◆ Task instructions ◆
For every line in the entries that contains "ambiguity", show the whole line.
%%
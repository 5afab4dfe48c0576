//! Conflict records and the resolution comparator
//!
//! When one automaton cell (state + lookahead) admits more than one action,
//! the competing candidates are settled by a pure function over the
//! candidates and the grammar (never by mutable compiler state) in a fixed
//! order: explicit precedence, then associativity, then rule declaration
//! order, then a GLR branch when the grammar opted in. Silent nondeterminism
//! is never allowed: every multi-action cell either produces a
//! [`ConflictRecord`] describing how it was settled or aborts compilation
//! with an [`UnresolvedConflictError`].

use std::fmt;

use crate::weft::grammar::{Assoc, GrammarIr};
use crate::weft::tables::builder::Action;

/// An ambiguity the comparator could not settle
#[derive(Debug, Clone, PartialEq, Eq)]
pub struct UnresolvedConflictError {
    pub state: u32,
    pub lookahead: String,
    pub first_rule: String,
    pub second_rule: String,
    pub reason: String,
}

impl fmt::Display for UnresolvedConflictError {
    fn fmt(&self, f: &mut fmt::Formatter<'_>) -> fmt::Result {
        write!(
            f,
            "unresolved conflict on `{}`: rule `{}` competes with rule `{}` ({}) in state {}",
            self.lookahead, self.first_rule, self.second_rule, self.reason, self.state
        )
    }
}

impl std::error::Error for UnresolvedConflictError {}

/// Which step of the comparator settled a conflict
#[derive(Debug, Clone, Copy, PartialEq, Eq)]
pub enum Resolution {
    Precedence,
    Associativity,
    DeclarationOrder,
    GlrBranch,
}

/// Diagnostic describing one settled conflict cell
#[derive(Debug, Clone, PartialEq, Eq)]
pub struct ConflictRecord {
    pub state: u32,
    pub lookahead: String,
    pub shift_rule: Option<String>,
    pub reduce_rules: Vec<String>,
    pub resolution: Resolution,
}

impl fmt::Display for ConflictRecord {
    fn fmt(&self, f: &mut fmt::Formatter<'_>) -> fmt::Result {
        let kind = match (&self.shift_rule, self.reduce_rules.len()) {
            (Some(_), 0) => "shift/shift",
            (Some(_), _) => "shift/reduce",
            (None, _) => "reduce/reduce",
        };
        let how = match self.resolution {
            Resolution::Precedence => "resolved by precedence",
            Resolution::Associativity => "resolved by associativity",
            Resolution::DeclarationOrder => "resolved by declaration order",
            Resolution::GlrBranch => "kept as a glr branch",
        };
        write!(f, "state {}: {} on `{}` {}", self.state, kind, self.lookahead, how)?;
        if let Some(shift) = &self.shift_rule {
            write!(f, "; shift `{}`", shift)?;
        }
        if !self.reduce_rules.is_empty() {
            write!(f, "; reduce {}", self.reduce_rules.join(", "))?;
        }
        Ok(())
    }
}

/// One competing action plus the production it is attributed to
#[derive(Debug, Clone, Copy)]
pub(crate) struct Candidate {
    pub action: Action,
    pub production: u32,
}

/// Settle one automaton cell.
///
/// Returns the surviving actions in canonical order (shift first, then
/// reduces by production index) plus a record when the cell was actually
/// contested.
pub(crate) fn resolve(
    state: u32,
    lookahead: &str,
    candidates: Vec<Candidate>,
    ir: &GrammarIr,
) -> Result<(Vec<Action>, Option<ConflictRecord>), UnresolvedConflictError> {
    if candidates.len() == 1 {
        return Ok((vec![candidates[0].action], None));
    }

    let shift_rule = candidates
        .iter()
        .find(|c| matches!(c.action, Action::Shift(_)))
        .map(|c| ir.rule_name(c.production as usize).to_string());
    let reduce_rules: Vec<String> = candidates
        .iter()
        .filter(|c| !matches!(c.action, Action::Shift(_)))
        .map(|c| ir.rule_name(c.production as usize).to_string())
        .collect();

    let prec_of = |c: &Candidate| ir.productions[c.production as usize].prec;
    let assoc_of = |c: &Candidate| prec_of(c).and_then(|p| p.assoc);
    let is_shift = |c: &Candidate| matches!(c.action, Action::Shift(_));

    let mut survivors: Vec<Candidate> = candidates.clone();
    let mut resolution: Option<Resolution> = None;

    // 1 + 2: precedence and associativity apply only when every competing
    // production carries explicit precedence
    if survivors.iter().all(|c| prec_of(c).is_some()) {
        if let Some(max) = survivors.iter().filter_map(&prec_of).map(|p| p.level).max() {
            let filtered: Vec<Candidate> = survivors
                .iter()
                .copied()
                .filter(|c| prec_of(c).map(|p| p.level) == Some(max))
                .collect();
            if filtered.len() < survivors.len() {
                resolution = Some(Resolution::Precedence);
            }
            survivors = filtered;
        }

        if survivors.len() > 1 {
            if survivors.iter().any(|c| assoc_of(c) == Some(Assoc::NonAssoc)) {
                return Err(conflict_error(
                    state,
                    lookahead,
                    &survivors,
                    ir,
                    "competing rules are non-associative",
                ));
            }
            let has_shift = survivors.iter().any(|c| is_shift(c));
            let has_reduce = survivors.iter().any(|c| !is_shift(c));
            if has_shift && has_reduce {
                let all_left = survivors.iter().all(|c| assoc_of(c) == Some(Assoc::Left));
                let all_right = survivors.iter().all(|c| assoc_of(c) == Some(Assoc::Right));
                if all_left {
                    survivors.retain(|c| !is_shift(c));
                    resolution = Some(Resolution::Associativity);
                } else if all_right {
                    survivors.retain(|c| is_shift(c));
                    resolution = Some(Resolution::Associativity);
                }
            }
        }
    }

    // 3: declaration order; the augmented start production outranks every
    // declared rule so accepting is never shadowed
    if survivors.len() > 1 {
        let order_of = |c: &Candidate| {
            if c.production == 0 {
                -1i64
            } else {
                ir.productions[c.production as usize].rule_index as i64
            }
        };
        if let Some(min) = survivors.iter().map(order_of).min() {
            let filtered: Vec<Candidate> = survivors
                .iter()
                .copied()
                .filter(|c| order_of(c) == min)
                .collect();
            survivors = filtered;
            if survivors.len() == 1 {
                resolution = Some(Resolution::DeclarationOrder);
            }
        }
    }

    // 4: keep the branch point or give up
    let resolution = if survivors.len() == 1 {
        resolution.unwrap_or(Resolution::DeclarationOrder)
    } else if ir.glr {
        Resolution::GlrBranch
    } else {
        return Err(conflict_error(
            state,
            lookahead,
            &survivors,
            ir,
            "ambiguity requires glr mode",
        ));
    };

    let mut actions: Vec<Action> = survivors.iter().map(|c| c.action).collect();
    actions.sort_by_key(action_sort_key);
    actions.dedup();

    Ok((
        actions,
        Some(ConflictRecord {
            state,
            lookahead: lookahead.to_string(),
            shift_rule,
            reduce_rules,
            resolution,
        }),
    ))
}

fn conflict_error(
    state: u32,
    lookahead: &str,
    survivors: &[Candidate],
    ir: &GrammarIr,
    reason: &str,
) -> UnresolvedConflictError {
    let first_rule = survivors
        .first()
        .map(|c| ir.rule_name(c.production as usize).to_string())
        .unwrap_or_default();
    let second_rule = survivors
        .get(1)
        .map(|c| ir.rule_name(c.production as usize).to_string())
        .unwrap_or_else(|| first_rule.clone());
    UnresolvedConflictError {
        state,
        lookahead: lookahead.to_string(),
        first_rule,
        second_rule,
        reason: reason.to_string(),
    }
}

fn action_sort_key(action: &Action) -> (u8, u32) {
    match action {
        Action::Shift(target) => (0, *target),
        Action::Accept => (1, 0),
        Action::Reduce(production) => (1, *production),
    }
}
%%
◆ Result of the task ◆
/// An ambiguity the comparator could not settle
            "ambiguity requires glr mode",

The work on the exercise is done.